Researchers at the Department of Computer Science of the University of Texas at San Antonio (UTSA) have recently exposed vulnerabilities in the micromobility ecosystem that may compromise the security, safety and privacy of users of battery-powered electric scooters.
According to the study led by assistant professor Murtuza Jadliwala, the risks are not bound to the electric scooter itself, but also extend to related software services and applications.
The research comes amid the growing popularity of e-scooter as an option to ease or bypass traffic congestion, with service providers offering riders easy payment options, flexible drop-offs and geo-location at the tap of a button.
The full research paper, to be presented at AutoSec in March 2020, tackles multiple angles that can be used by threat actors including:
- exploiting vulnerabilities in the smartphone application and the communication channels
- exfiltrating data from service providers
- eavesdropping on riders over these channels using hardware or software
- spoofing GPS systems to direct riders to unintended locations
One key factor that promotes the attacks is linked to the Bluetooth Low Energy (BLE), which most electric scooters rely on. To make use of the vehicle, a rider needs both Bluetooth and Internet data activated on his smartphone.

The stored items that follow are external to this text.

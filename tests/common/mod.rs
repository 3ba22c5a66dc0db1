// tests/common/mod.rs
//
// Shared helpers: temp dirs and an in-memory navigator.
//
#![allow(dead_code)]

use std::collections::HashMap;
use std::fs;
use std::path::PathBuf;
use std::sync::Arc;
use std::sync::atomic::{AtomicBool, Ordering};

use mint_check::browser::Navigator;
use mint_check::error::CheckError;

pub fn tmp_dir(name: &str) -> PathBuf {
    let mut p = std::env::temp_dir();
    p.push(format!("mint_check_{}", name));
    let _ = fs::remove_dir_all(&p);
    fs::create_dir_all(&p).unwrap();
    p
}

/// Base dir with `csv/<file>` already written.
pub fn base_with_input(name: &str, file: &str, contents: &str) -> PathBuf {
    let base = tmp_dir(name);
    fs::create_dir_all(base.join("csv")).unwrap();
    fs::write(base.join("csv").join(file), contents).unwrap();
    base
}

/// Serves titles from a map; unknown URLs fail like a dead link.
pub struct FakeNav {
    titles: HashMap<String, String>,
    pub visited: Vec<String>,
    closed: Arc<AtomicBool>,
}

impl FakeNav {
    pub fn new(pairs: &[(&str, &str)]) -> (Self, Arc<AtomicBool>) {
        let closed = Arc::new(AtomicBool::new(false));
        let nav = Self {
            titles: pairs.iter().map(|(u, t)| (u.to_string(), t.to_string())).collect(),
            visited: Vec::new(),
            closed: Arc::clone(&closed),
        };
        (nav, closed)
    }
}

impl Navigator for FakeNav {
    async fn fetch_title(&mut self, url: &str) -> Result<String, CheckError> {
        self.visited.push(url.to_string());
        self.titles
            .get(url)
            .cloned()
            .ok_or_else(|| CheckError::navigation(url, "net::ERR_NAME_NOT_RESOLVED"))
    }

    async fn close(self) -> Result<(), CheckError> {
        self.closed.store(true, Ordering::SeqCst);
        Ok(())
    }
}

pub fn was_closed(flag: &Arc<AtomicBool>) -> bool {
    flag.load(Ordering::SeqCst)
}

In a published sample of the study, the researchers also warn of physical damages that may affect a rider if any of the electronic and mechanical components are tampered with.
“Once the e-scooter is acquired, the attacker can install malicious modules, remove or replace key components before placing it back in the streets to control the e-scooter remotely or to covertly gather data about the e-scooter and populace near the e-scooter,” the authors wrote.
The paper says attackers “can intentionally injure the victim rider by remotely manipulating or interfering on the with the e-scooter’s brakes, damaging the tires or other physical damage that could incapacitate the e-scooter.”
An additional risk relates to the personal and sensitive data that is automatically collected by service providers. If data sharing is unregulated and not anonymized, the information can be used to create user profiles. An attacker “can use the information to learn about the users and then strategically place e-scooters on road, entice riders with suitable social media advertisements, etc.”